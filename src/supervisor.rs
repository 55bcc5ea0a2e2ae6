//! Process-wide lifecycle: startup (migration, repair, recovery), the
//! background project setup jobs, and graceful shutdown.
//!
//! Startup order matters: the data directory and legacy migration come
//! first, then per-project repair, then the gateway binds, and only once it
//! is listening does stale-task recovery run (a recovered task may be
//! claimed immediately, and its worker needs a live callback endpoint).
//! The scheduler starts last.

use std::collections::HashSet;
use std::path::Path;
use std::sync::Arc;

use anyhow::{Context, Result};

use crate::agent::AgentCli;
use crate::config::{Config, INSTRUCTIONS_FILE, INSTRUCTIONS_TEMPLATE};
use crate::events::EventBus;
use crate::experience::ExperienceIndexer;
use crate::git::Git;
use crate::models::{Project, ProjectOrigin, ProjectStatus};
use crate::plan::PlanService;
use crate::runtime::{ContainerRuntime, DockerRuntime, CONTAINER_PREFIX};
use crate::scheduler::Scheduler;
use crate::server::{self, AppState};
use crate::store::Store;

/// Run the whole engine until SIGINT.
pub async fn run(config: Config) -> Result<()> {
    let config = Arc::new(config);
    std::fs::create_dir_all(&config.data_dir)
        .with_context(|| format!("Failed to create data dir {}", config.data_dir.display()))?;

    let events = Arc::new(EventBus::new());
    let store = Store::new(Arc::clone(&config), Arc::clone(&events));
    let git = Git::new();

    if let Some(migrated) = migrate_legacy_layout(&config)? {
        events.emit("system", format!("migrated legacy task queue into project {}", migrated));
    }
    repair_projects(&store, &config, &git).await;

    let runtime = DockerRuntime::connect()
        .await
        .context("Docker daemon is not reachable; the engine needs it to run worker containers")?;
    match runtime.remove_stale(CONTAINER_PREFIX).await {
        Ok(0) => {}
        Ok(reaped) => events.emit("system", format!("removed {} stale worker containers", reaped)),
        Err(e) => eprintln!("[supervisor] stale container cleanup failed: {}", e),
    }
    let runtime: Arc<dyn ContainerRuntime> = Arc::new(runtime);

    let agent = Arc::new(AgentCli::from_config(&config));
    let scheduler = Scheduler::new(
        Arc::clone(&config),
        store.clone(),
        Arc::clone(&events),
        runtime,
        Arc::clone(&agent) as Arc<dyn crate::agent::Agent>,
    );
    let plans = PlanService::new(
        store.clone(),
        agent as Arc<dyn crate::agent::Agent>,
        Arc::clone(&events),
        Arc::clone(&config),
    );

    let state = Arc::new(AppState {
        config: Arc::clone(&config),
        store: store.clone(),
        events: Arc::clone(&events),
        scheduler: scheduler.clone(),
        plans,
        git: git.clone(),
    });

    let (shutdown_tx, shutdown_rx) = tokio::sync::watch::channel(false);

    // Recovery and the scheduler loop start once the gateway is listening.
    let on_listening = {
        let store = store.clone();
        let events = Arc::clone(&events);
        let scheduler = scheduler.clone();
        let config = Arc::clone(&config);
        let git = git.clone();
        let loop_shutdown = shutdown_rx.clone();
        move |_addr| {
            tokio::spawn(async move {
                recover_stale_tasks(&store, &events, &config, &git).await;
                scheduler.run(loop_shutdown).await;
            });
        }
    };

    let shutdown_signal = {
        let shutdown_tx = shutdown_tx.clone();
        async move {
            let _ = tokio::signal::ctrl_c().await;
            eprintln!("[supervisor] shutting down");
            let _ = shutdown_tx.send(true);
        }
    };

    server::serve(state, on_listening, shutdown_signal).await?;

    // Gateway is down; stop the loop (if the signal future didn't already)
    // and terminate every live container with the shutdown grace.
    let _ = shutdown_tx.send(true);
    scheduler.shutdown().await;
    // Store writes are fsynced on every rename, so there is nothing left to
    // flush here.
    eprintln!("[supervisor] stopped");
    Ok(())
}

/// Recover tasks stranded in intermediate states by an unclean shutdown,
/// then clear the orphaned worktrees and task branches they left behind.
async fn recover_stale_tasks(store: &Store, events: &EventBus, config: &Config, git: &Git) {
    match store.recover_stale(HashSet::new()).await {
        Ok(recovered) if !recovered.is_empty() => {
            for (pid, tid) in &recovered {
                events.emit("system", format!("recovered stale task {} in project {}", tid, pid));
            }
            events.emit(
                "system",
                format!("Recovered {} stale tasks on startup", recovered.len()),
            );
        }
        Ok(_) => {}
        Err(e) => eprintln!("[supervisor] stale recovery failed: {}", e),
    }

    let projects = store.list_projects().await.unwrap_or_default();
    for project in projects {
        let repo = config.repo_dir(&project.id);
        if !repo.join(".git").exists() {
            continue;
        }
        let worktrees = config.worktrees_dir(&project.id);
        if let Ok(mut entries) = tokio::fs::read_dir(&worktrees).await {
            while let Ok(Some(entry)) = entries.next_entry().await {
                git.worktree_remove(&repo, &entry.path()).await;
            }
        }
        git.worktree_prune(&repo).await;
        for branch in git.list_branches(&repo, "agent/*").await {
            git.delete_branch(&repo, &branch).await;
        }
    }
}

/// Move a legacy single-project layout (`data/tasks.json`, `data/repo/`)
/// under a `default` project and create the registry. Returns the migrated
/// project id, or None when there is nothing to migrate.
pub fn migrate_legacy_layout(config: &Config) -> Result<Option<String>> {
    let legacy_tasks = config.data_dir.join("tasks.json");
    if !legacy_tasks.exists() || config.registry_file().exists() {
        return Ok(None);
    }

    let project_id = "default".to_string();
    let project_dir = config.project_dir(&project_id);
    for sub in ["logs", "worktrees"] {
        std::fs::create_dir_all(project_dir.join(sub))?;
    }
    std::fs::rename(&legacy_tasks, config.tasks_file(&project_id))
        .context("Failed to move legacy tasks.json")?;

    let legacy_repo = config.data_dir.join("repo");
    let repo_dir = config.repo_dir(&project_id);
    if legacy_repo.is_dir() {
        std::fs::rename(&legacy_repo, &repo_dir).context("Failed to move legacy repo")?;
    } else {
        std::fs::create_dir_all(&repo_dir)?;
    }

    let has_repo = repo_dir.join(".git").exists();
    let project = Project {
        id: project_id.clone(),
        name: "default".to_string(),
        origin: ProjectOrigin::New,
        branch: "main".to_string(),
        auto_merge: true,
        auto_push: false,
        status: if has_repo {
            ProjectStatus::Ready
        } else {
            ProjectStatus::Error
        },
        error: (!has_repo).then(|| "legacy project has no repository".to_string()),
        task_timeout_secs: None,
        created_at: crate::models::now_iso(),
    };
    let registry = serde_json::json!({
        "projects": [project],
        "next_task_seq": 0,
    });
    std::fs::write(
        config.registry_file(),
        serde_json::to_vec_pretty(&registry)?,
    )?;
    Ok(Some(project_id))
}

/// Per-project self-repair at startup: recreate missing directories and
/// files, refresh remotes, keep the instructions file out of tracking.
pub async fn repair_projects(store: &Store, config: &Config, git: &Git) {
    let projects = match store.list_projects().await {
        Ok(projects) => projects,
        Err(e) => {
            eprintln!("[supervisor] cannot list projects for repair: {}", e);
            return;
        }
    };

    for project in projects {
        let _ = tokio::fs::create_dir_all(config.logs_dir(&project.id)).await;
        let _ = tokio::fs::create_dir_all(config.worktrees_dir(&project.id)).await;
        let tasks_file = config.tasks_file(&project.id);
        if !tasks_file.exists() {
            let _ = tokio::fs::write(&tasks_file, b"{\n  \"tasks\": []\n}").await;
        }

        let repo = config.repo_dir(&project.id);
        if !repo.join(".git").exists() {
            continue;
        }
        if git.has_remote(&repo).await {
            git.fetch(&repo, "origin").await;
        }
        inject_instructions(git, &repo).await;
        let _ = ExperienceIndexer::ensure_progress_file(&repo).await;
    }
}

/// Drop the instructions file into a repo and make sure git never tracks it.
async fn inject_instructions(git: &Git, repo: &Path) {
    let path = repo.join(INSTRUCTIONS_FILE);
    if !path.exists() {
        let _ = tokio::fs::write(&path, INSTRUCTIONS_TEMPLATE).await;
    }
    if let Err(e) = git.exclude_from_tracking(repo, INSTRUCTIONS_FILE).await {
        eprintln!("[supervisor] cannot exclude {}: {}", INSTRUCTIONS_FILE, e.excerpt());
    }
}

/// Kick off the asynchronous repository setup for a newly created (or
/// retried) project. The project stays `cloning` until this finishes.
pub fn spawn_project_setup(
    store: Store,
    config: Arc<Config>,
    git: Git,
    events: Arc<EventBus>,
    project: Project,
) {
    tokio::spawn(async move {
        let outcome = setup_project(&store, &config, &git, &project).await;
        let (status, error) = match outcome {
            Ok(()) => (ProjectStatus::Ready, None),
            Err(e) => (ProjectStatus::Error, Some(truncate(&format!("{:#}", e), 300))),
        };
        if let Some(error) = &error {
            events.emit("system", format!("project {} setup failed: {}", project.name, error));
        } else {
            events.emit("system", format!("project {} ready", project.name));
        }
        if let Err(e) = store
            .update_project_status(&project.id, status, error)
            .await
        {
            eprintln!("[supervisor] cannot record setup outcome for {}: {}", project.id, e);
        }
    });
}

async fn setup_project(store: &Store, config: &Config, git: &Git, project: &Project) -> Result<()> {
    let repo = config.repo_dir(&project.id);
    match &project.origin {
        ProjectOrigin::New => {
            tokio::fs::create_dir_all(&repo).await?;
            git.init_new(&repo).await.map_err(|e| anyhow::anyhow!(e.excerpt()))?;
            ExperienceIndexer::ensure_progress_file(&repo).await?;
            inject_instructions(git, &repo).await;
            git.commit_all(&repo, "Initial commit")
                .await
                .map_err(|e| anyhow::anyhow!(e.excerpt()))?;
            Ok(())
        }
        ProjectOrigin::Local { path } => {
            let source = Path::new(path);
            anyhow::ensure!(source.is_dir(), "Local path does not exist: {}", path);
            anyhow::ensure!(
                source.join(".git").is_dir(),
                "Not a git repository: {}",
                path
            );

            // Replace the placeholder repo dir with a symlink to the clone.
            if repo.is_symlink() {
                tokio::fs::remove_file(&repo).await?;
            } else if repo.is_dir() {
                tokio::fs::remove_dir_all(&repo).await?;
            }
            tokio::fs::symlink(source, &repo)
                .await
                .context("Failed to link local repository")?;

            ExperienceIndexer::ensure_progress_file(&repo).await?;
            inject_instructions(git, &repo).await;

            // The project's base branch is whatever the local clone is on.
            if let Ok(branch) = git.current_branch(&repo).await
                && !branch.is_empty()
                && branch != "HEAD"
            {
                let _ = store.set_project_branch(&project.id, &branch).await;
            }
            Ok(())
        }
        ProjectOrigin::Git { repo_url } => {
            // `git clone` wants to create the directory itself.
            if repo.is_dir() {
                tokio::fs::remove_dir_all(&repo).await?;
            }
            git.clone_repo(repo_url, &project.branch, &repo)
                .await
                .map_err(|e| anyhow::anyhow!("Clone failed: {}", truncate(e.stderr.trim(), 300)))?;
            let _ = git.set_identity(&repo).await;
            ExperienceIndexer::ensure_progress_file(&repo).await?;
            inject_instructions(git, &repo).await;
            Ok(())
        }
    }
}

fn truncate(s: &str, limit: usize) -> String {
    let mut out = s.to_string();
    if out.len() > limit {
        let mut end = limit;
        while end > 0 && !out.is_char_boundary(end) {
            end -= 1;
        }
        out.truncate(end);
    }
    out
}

○ ○ ○ ○ ○

Only the lines of the data holding the string "does" are wanted; copy each of them.

» FINISHED EXERCISE
//! is listening does stale-task recovery run (a recovered task may be
            anyhow::ensure!(source.is_dir(), "Local path does not exist: {}", path);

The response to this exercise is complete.